Zainuddin, salah seorang peserta misalnya, mempertanyakan sanksi hukum jika putusan MK tidak dijalankan. Peserta lainnya, Yuyu Rahayu menanyakan kewenangan MK memutuskan seseorang menjadi tersangka.
Menjawab kedua pertanyaan tersebut, Wiryanto, Kepala Bidang Penelitian dan Pengkajian MK mengatakan tidak ada sanksi konkret jika keputusan MK tidak dijalankan, hanya saja akan mendapat sanksi sosial dari publik.
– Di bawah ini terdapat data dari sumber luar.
//! Route fitness evaluation.
//!
//! A route is scored by flying it in nearest-neighbour order against an
//! [`EnergyCostModel`](crate::energy::EnergyCostModel). Running out of
//! budget is not an error: the route scores [`INFEASIBLE_FITNESS`].

mod evaluator;

pub use evaluator::{RouteEvaluation, RouteFitnessEvaluator};

use serde::{Deserialize, Serialize};

/// Fitness of a route that cannot be flown within the energy budget.
pub const INFEASIBLE_FITNESS: f64 = -1000.0;

/// Share of the theoretical maximum counted as a full recharge.
pub const RECHARGE_SATURATION: f64 = 0.9;

/// Weights of the three fitness terms.
///
/// # Examples
///
/// ```
/// use pdv_routing::evaluation::FitnessWeights;
///
/// let w = FitnessWeights::default();
/// assert_eq!((w.recharge, w.vehicle_energy, w.distance), (50.0, 25.0, 25.0));
/// assert_eq!(w.total(), 100.0);
/// ```
#[derive(Debug, Clone, Copy, PartialEq, Serialize, Deserialize)]
#[serde(default)]
pub struct FitnessWeights {
    /// Weight of the charged-energy term.
    pub recharge: f64,
    /// Weight of the vehicle-energy term.
    pub vehicle_energy: f64,
    /// Weight of the flight-distance term. Zero skips the term.
    pub distance: f64,
}

impl FitnessWeights {
    /// Creates a weight set.
    pub fn new(recharge: f64, vehicle_energy: f64, distance: f64) -> Self {
        Self {
            recharge,
            vehicle_energy,
            distance,
        }
    }

    /// Sum of the weights; the upper bound of a route fitness.
    pub fn total(&self) -> f64 {
        self.recharge + self.vehicle_energy + self.distance
    }

    /// Returns `true` if every weight is finite and non-negative.
    pub fn is_valid(&self) -> bool {
        [self.recharge, self.vehicle_energy, self.distance]
            .iter()
            .all(|w| w.is_finite() && *w >= 0.0)
    }
}

impl Default for FitnessWeights {
    fn default() -> Self {
        Self::new(50.0, 25.0, 25.0)
    }
}

/// Increasing transform mapping `[0, ∞)` into `[0, 1)`.
///
/// Non-finite or negative ratios map to the nearest bound.
pub fn saturate(ratio: f64) -> f64 {
    if ratio.is_nan() {
        0.0
    } else {
        ratio.max(0.0).tanh()
    }
}

/// Complementary transform, `1 - saturate(ratio)`.
pub fn complement(ratio: f64) -> f64 {
    1.0 - saturate(ratio)
}

#[cfg(test)]
mod tests {
    use super::*;
    use proptest::prelude::*;

    #[test]
    fn test_saturate_edges() {
        assert_eq!(saturate(0.0), 0.0);
        assert_eq!(saturate(-3.0), 0.0);
        assert_eq!(saturate(f64::NAN), 0.0);
        assert_eq!(saturate(f64::INFINITY), 1.0);
        assert!((complement(0.0) - 1.0).abs() < 1e-12);
    }

    #[test]
    fn test_weights_validity() {
        assert!(FitnessWeights::default().is_valid());
        assert!(!FitnessWeights::new(-1.0, 0.0, 0.0).is_valid());
        assert!(!FitnessWeights::new(f64::NAN, 0.0, 0.0).is_valid());
    }

    proptest! {
        #[test]
        fn prop_transforms_bounded(ratio in prop::num::f64::ANY) {
            let s = saturate(ratio);
            let c = complement(ratio);
            prop_assert!((0.0..=1.0).contains(&s));
            prop_assert!((0.0..=1.0).contains(&c));
        }

        #[test]
        fn prop_saturate_monotone(a in 0.0f64..1e6, b in 0.0f64..1e6) {
            let (lo, hi) = if a <= b { (a, b) } else { (b, a) };
            prop_assert!(saturate(lo) <= saturate(hi));
        }
    }
}
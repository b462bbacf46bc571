//! Nearest- and farthest-neighbour tours over a target subset.
//!
//! Every tour starts and ends at the depot.
//!
//! # Complexity
//!
//! O(m²) where m = number of members.

use crate::models::Instance;

/// Orders `members` by repeatedly flying to the nearest remaining one.
///
/// Ties resolve to the member listed first.
///
/// # Examples
///
/// ```
/// use pdv_routing::models::{Instance, Point, Target};
/// use pdv_routing::constructive::nearest_neighbor_order;
///
/// let inst = Instance::new(vec![
///     Target::new(0, Point::new(3.0, 0.0), 1.0, 1.0),
///     Target::new(1, Point::new(1.0, 0.0), 1.0, 1.0),
///     Target::new(2, Point::new(2.0, 0.0), 1.0, 1.0),
/// ]).unwrap();
/// assert_eq!(nearest_neighbor_order(&inst, &[0, 1, 2]), vec![1, 2, 0]);
/// ```
pub fn nearest_neighbor_order(instance: &Instance, members: &[usize]) -> Vec<usize> {
    let mut pending = members.to_vec();
    let mut order = Vec::with_capacity(members.len());
    let mut current = None;
    while let Some(next) = instance.nearest_among(current, &pending) {
        pending.retain(|&t| t != next);
        order.push(next);
        current = Some(next);
    }
    order
}

/// Length of a closed tour visiting `order` in sequence.
pub fn tour_length(instance: &Instance, order: &[usize]) -> f64 {
    let (Some(&first), Some(&last)) = (order.first(), order.last()) else {
        return 0.0;
    };
    let inner: f64 = order
        .windows(2)
        .map(|w| instance.distance(w[0], w[1]))
        .sum();
    instance.depot_distance(first) + inner + instance.depot_distance(last)
}

/// Length of the tour that always flies to the farthest remaining member.
///
/// Used as the pessimistic bound of the distance term.
pub fn farthest_neighbor_tour(instance: &Instance, members: &[usize]) -> f64 {
    let mut pending = members.to_vec();
    let mut order = Vec::with_capacity(members.len());
    let mut current: Option<usize> = None;
    while !pending.is_empty() {
        let mut best = 0;
        let mut best_d = f64::NEG_INFINITY;
        for (i, &t) in pending.iter().enumerate() {
            let d = instance.distance_from(current, t);
            if d > best_d {
                best = i;
                best_d = d;
            }
        }
        let next = pending.remove(best);
        order.push(next);
        current = Some(next);
    }
    tour_length(instance, &order)
}

/// Out-and-back distance to the member farthest from the depot.
///
/// No closed tour over `members` is shorter.
pub fn radial_lower_bound(instance: &Instance, members: &[usize]) -> f64 {
    2.0 * members
        .iter()
        .map(|&t| instance.depot_distance(t))
        .fold(0.0, f64::max)
}
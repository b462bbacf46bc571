//! Greedy fleet sizing.
//!
//! One vehicle flies nearest-neighbour from the depot until the next stop
//! no longer fits its budget; then a fresh vehicle takes over from the
//! depot. The number of vehicles opened is the fleet size.

use tracing::debug;

use crate::energy::EnergyCostModel;
use crate::error::{Error, Result};
use crate::models::{Instance, VehicleState};

/// Estimates how many vehicles are needed to serve every target.
///
/// Uses the same affordability test as route evaluation: leg, transfer,
/// flight home and reserve must fit the remaining budget. Always returns
/// at least 1.
///
/// # Errors
///
/// [`Error::InfeasibleTarget`] if a target cannot be served even by a
/// fresh vehicle leaving the depot.
///
/// # Examples
///
/// ```
/// use pdv_routing::constructive::estimate_fleet_size;
/// use pdv_routing::energy::PdvEnergyModel;
/// use pdv_routing::models::{Instance, Point, Target};
///
/// let inst = Instance::new(
///     (1..=4)
///         .map(|i| {
///             let c = 100.0 * i as f64;
///             Target::new(i, Point::new(c, c), 24.0, 37.5)
///         })
///         .collect(),
/// ).unwrap();
/// assert_eq!(estimate_fleet_size(&inst, &PdvEnergyModel::default()).unwrap(), 1);
/// ```
pub fn estimate_fleet_size<M: EnergyCostModel + ?Sized>(
    instance: &Instance,
    model: &M,
) -> Result<usize> {
    let mut pending: Vec<usize> = (0..instance.len()).collect();
    let mut vehicles = 1;
    let mut vehicle = VehicleState::at_depot(model.capacity());
    let mut current: Option<usize> = None;

    while let Some(next) = instance.nearest_among(current, &pending) {
        let target = instance.target(next);
        let leg = model.leg_cost(instance.distance_from(current, next));
        let charge = model.charge_cost(&vehicle, target);
        let home = model.leg_cost(instance.depot_distance(next));
        let required = leg.energy + charge.energy + home.energy + model.reserve();
        let available = model.remaining_budget(&vehicle);

        if required > available {
            if current.is_none() {
                return Err(Error::InfeasibleTarget {
                    id: target.id(),
                    required,
                    available,
                });
            }
            vehicles += 1;
            vehicle = VehicleState::at_depot(model.capacity());
            current = None;
            continue;
        }

        vehicle.advance(target.position(), leg.distance, leg.time);
        vehicle.consume(leg.energy);
        vehicle.wait(charge.time);
        vehicle.consume(charge.energy);
        pending.retain(|&t| t != next);
        current = Some(next);
    }

    debug!(vehicles, targets = instance.len(), "fleet size estimated");
    Ok(vehicles)
}

#[cfg(test)]
mod tests {
    use super::*;
    use crate::energy::PdvEnergyModel;
    use crate::models::{Point, Target};
    use proptest::prelude::*;

    fn ring(n: usize, radius: f64) -> Instance {
        Instance::new(
            (0..n)
                .map(|i| {
                    let a = i as f64 * std::f64::consts::TAU / n as f64;
                    Target::new(i, Point::new(radius * a.cos(), radius * a.sin()), 24.0, 37.5)
                })
                .collect(),
        )
        .unwrap()
    }

    #[test]
    fn test_empty_instance_needs_one() {
        let inst = Instance::new(vec![]).unwrap();
        assert_eq!(estimate_fleet_size(&inst, &PdvEnergyModel::default()).unwrap(), 1);
    }

    #[test]
    fn test_tight_budget_opens_more_vehicles() {
        let inst = ring(8, 400.0);
        let model = PdvEnergyModel::default().with_capacity(40.0);
        let loose = estimate_fleet_size(&inst, &PdvEnergyModel::default()).unwrap();
        let tight = estimate_fleet_size(&inst, &model).unwrap();
        assert_eq!(loose, 1);
        assert!(tight > 1);
        assert!(tight <= inst.len());
    }

    #[test]
    fn test_unreachable_target() {
        let inst = Instance::new(vec![Target::new(42, Point::new(20_000.0, 0.0), 24.0, 37.5)])
            .unwrap();
        let err = estimate_fleet_size(&inst, &PdvEnergyModel::default()).unwrap_err();
        assert!(matches!(err, Error::InfeasibleTarget { id: 42, .. }));
    }

    #[test]
    fn test_flight_home_is_the_only_margin() {
        // out, charge and back come to about 177.3 Wh of the 187 Wh budget
        let inst = Instance::new(vec![Target::new(1, Point::new(5200.0, 0.0), 24.0, 37.5)])
            .unwrap();
        assert_eq!(estimate_fleet_size(&inst, &PdvEnergyModel::default()).unwrap(), 1);

        let strict = PdvEnergyModel::default().with_reserve(20.0);
        let err = estimate_fleet_size(&inst, &strict).unwrap_err();
        match err {
            Error::InfeasibleTarget { id, required, available } => {
                assert_eq!(id, 1);
                assert!((required - 197.26).abs() < 0.01);
                assert_eq!(available, 187.0);
            }
            other => panic!("unexpected error {other:?}"),
        }
    }

    proptest! {
        #[test]
        fn prop_fleet_within_bounds(
            coords in prop::collection::vec((-1500.0f64..1500.0, -1500.0f64..1500.0), 1..20),
        ) {
            let targets: Vec<Target> = coords
                .iter()
                .enumerate()
                .map(|(i, &(x, y))| Target::new(i, Point::new(x, y), 24.0, 37.5))
                .collect();
            let inst = Instance::new(targets).unwrap();
            let v = estimate_fleet_size(&inst, &PdvEnergyModel::default()).unwrap();
            prop_assert!(v >= 1);
            prop_assert!(v <= inst.len());
        }
    }
}
//! Partition-preserving move operators shared by the strategies.
//!
//! Every operator swaps two targets between the slots that hold them, so a
//! solution keeps partitioning the target set after any sequence of moves.

use rand::Rng;

use crate::models::{Instance, Point, Solution};

/// Draws one `u64` seed per parallel task from the run's generator.
pub fn task_seeds<R: Rng + ?Sized>(rng: &mut R, count: usize) -> Vec<u64> {
    (0..count).map(|_| rng.random()).collect()
}

/// Picks a member index other than `exclude`, or `exclude` itself if it
/// is the only member.
pub fn random_other<R: Rng + ?Sized>(len: usize, exclude: usize, rng: &mut R) -> usize {
    if len <= 1 {
        return exclude;
    }
    let pick = rng.random_range(0..len - 1);
    if pick >= exclude {
        pick + 1
    } else {
        pick
    }
}

/// Swaps `target` with a neighbour of uniformly random rank below
/// `neighborhood`.
///
/// Returns the vehicle slots touched, or `None` if nothing moved.
pub fn neighbor_swap<R: Rng + ?Sized>(
    solution: &mut Solution,
    instance: &Instance,
    target: usize,
    neighborhood: usize,
    rng: &mut R,
) -> Option<(usize, usize)> {
    let ranked = instance.neighbors().ranked(target);
    let k = neighborhood.min(ranked.len());
    if k == 0 {
        return None;
    }
    let other = ranked[rng.random_range(0..k)];
    solution.swap_targets(target, other)
}

/// Pulls `target` a random fraction of the way toward `attractor`, then
/// swaps in whichever target lies nearest to the pulled position.
pub fn attract<R: Rng + ?Sized>(
    solution: &mut Solution,
    instance: &Instance,
    target: usize,
    attractor: Point,
    rng: &mut R,
) -> Option<(usize, usize)> {
    let from = instance.target(target).position();
    let pulled = from.toward(&attractor, rng.random::<f64>());
    let nearest = instance.nearest_target(pulled)?;
    solution.swap_targets(target, nearest)
}

#[cfg(test)]
mod tests {
    use super::*;
    use crate::models::Target;
    use rand::rngs::StdRng;
    use rand::SeedableRng;

    fn line(n: usize) -> Instance {
        Instance::new(
            (0..n)
                .map(|i| Target::new(i, Point::new(10.0 * (i + 1) as f64, 0.0), 20.0, 37.5))
                .collect(),
        )
        .unwrap()
    }

    #[test]
    fn test_random_other_never_self() {
        let mut rng = StdRng::seed_from_u64(3);
        for _ in 0..200 {
            let j = random_other(4, 2, &mut rng);
            assert_ne!(j, 2);
            assert!(j < 4);
        }
        assert_eq!(random_other(1, 0, &mut rng), 0);
    }

    #[test]
    fn test_neighbor_swap_rank_zero() {
        let inst = line(4);
        let mut s = Solution::new(vec![vec![0, 1], vec![2, 3]]);
        let mut rng = StdRng::seed_from_u64(0);
        // neighbourhood 1 always takes the nearest: target 3's is 2
        let touched = neighbor_swap(&mut s, &inst, 3, 1, &mut rng);
        assert_eq!(touched, Some((1, 1)));
        assert_eq!(s.route(1), &[3, 2]);
        assert!(s.check_partition(4).is_ok());
    }

    #[test]
    fn test_neighbor_swap_single_target() {
        let inst = line(1);
        let mut s = Solution::new(vec![vec![0]]);
        let mut rng = StdRng::seed_from_u64(0);
        assert_eq!(neighbor_swap(&mut s, &inst, 0, 5, &mut rng), None);
    }

    #[test]
    fn test_attract_keeps_partition() {
        let inst = line(6);
        let mut s = Solution::new(vec![vec![0, 1, 2], vec![3, 4, 5]]);
        let mut rng = StdRng::seed_from_u64(11);
        for t in 0..6 {
            attract(&mut s, &inst, t, inst.target(5 - t).position(), &mut rng);
            assert!(s.check_partition(6).is_ok());
        }
    }

    #[test]
    fn test_attract_onto_self_position() {
        let inst = line(3);
        let mut s = Solution::new(vec![vec![0, 1, 2]]);
        let mut rng = StdRng::seed_from_u64(1);
        let p = inst.target(1).position();
        assert_eq!(attract(&mut s, &inst, 1, p, &mut rng), None);
        assert_eq!(s.route(0), &[0, 1, 2]);
    }

    #[test]
    fn test_task_seeds_deterministic() {
        let a = task_seeds(&mut StdRng::seed_from_u64(9), 5);
        let b = task_seeds(&mut StdRng::seed_from_u64(9), 5);
        assert_eq!(a, b);
        assert_eq!(a.len(), 5);
    }
}
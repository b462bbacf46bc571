//! Simulated annealing.
//!
//! Each member runs its own Metropolis chain; members do not compete.
//! A move picks a random non-empty route, a random target in it, and swaps
//! that target with a rank-selected neighbour. Only the touched routes are
//! re-evaluated. A move that makes a touched route infeasible is dropped
//! without the Metropolis test.

use rand::rngs::StdRng;
use rand::{Rng, SeedableRng};
use rayon::prelude::*;
use tracing::debug;

use super::operators::{neighbor_swap, task_seeds};
use super::{SearchContext, SearchOutcome, SearchPhase, SearchStrategy, StrategyKind};
use crate::energy::EnergyCostModel;
use crate::error::{Error, Result};
use crate::models::{Population, Solution};

/// Annealing schedule.
///
/// # Examples
///
/// ```
/// use pdv_routing::search::SimulatedAnnealingSearch;
///
/// let sa = SimulatedAnnealingSearch::new(1e4, 1e-5, 0.95);
/// assert_eq!(sa.steps(), 405);
/// ```
#[derive(Debug, Clone, PartialEq)]
pub struct SimulatedAnnealingSearch {
    initial_temperature: f64,
    min_temperature: f64,
    cooling_factor: f64,
    acceptance_scale: f64,
}

impl SimulatedAnnealingSearch {
    /// Creates a geometric schedule from `initial` down to `min`.
    pub fn new(initial_temperature: f64, min_temperature: f64, cooling_factor: f64) -> Self {
        Self {
            initial_temperature,
            min_temperature,
            cooling_factor,
            acceptance_scale: 500.0,
        }
    }

    /// Sets the factor applied to fitness differences before the
    /// Metropolis test.
    pub fn with_acceptance_scale(mut self, scale: f64) -> Self {
        self.acceptance_scale = scale;
        self
    }

    /// Starting temperature of every chain.
    pub fn initial_temperature(&self) -> f64 {
        self.initial_temperature
    }

    /// Chains stop once the temperature is no longer above this.
    pub fn min_temperature(&self) -> f64 {
        self.min_temperature
    }

    /// Geometric cooling factor.
    pub fn cooling_factor(&self) -> f64 {
        self.cooling_factor
    }

    /// Scale applied to fitness differences.
    pub fn acceptance_scale(&self) -> f64 {
        self.acceptance_scale
    }

    /// Number of accept/reject decisions per chain; zero for a schedule
    /// that never cools.
    pub fn steps(&self) -> usize {
        if self.validate().is_err() {
            return 0;
        }
        let mut temp = self.initial_temperature;
        let mut steps = 0;
        while temp > self.min_temperature {
            temp *= self.cooling_factor;
            steps += 1;
        }
        steps
    }

    fn validate(&self) -> Result<()> {
        if !(self.cooling_factor > 0.0 && self.cooling_factor < 1.0) {
            return Err(Error::InvalidConfig(format!(
                "cooling factor {} outside (0, 1)",
                self.cooling_factor
            )));
        }
        if !(self.min_temperature > 0.0 && self.initial_temperature.is_finite()) {
            return Err(Error::InvalidConfig(
                "temperatures must be positive and finite".into(),
            ));
        }
        Ok(())
    }

    /// Metropolis test on a scaled fitness difference.
    fn accept(&self, delta: f64, temperature: f64, rng: &mut StdRng) -> bool {
        delta >= 0.0 || (delta / temperature).exp() > rng.random::<f64>()
    }

    fn anneal<M: EnergyCostModel + ?Sized>(
        &self,
        ctx: &SearchContext<'_, M>,
        member: &mut Solution,
        rng: &mut StdRng,
    ) -> u64 {
        let instance = ctx.instance();
        let evaluator = ctx.evaluator();
        let mut evaluations = 0;
        let mut temp = self.initial_temperature;

        while temp > self.min_temperature {
            let occupied: Vec<usize> = (0..member.num_routes())
                .filter(|&v| !member.route(v).is_empty())
                .collect();
            if occupied.is_empty() {
                break;
            }
            let v = occupied[rng.random_range(0..occupied.len())];
            let slot = rng.random_range(0..member.route(v).len());

            let mut trial = member.clone();
            let moved = trial
                .target_at(v, slot)
                .and_then(|t| neighbor_swap(&mut trial, instance, t, ctx.neighborhood(), rng));
            if let Some((a, b)) = moved {
                evaluations += if a == b { 1 } else { 2 };
                if evaluator.reevaluate(&mut trial, &[a, b]) {
                    let delta = (trial.fitness() - member.fitness()) * self.acceptance_scale;
                    if self.accept(delta, temp, rng) {
                        *member = trial;
                    }
                }
            }
            temp *= self.cooling_factor;
        }
        evaluations
    }
}

impl Default for SimulatedAnnealingSearch {
    fn default() -> Self {
        Self::new(3e4, 1e-5, 0.96)
    }
}

impl SearchStrategy for SimulatedAnnealingSearch {
    fn kind(&self) -> StrategyKind {
        StrategyKind::Annealing
    }

    fn search<M: EnergyCostModel + ?Sized>(
        &self,
        ctx: &SearchContext<'_, M>,
        population: &mut Population,
        rng: &mut StdRng,
    ) -> Result<SearchOutcome> {
        self.validate()?;
        ctx.check(population)?;
        let seeds = task_seeds(rng, population.len());

        let results: Vec<Option<u64>> = population
            .members_mut()
            .par_iter_mut()
            .zip(seeds.par_iter())
            .map(|(member, &seed)| {
                if ctx.cancel().is_cancelled() {
                    return None;
                }
                let mut local = StdRng::seed_from_u64(seed);
                Some(self.anneal(ctx, member, &mut local))
            })
            .collect();

        ctx.check(population)?;
        let cancelled = results.iter().any(Option::is_none);
        let evaluations = results.iter().flatten().sum();
        debug!(
            members = population.len(),
            evaluations,
            best = population.best().map(Solution::fitness),
            cancelled,
            "annealing complete"
        );

        Ok(SearchOutcome {
            phase: if cancelled {
                SearchPhase::Cancelled
            } else {
                SearchPhase::Converged
            },
            iterations: if cancelled { 0 } else { self.steps() },
            evaluations,
        })
    }
}
//! Recharge targets.

use serde::{Deserialize, Serialize};

use super::Point;

/// A sensor node that requested a recharge visit.
///
/// Targets are read-only for the whole optimization run. Energies are in
/// joules: `energy_deficit` is what a full inductive recharge delivers and
/// `energy_capacity` is the energy stored at maximum voltage.
///
/// # Examples
///
/// ```
/// use pdv_routing::models::{Point, Target};
///
/// let t = Target::new(4, Point::new(100.0, 100.0), 24.0, 37.5);
/// assert_eq!(t.id(), 4);
/// assert_eq!(t.energy_deficit(), 24.0);
/// ```
#[derive(Debug, Clone, PartialEq, Serialize, Deserialize)]
pub struct Target {
    id: usize,
    position: Point,
    energy_deficit: f64,
    energy_capacity: f64,
}

impl Target {
    /// Creates a target.
    ///
    /// The capacity is raised to at least the deficit so the charged-energy
    /// ratio stays meaningful.
    pub fn new(id: usize, position: Point, energy_deficit: f64, energy_capacity: f64) -> Self {
        let energy_deficit = energy_deficit.max(0.0);
        Self {
            id,
            position,
            energy_deficit,
            energy_capacity: energy_capacity.max(energy_deficit),
        }
    }

    /// Stable identifier supplied by the caller.
    pub fn id(&self) -> usize {
        self.id
    }

    /// Location of the node.
    pub fn position(&self) -> Point {
        self.position
    }

    /// Energy needed to bring the node back to full charge [J].
    pub fn energy_deficit(&self) -> f64 {
        self.energy_deficit
    }

    /// Energy stored by the node at maximum voltage [J].
    pub fn energy_capacity(&self) -> f64 {
        self.energy_capacity
    }
}

#[cfg(test)]
mod tests {
    use super::*;

    #[test]
    fn test_target_accessors() {
        let t = Target::new(2, Point::new(1.0, 2.0), 10.0, 37.5);
        assert_eq!(t.id(), 2);
        assert_eq!(t.position(), Point::new(1.0, 2.0));
        assert_eq!(t.energy_deficit(), 10.0);
        assert_eq!(t.energy_capacity(), 37.5);
    }

    #[test]
    fn test_negative_deficit_clamped() {
        let t = Target::new(0, Point::DEPOT, -3.0, 5.0);
        assert_eq!(t.energy_deficit(), 0.0);
    }

    #[test]
    fn test_capacity_at_least_deficit() {
        let t = Target::new(0, Point::DEPOT, 12.0, 5.0);
        assert_eq!(t.energy_capacity(), 12.0);
    }
}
Untuk pertanyaan selanjutnya, Wiryanto mengatakan MK tidak pernah menjadikan seseorang tersangka, sebab objek yang diadili merupakan undang-undang. “Hal tersebut tidak pernah terjadi. Sebab objek dari MK adalah undang-undang dan bukan merupakan kasus hukum yang bersifat konkret,” katanya.
Dalam kesempatan itu, Wiryanto juga menjelaskan sejarah, tugas dan fungsi MK dalam ketatanegaraan. MK lahir melalui amandemen ketiga UUD 1945 sebagai bagian dari reformasi. Tujuannya agar produk undang-undang yang dihasilkan DPR tidak bertentangan dengan konstitusi.
MK memiliki empat kewenangan dan satu kewajiban. Keempat kewenangan tersebut menguji undang-undang terhadap UUD 1945, memutus sengketa kewenangan lembaga negara yang kewenangannya diberikan UUD 1945, memutus pembubaran partai politik, dan memutus perselisihan hasil pemilihan umum. Adapun kewajiban MK adalah membuat putusan terkait dugaan pelanggaran yang dilakukan presiden dan/atau wakil presiden.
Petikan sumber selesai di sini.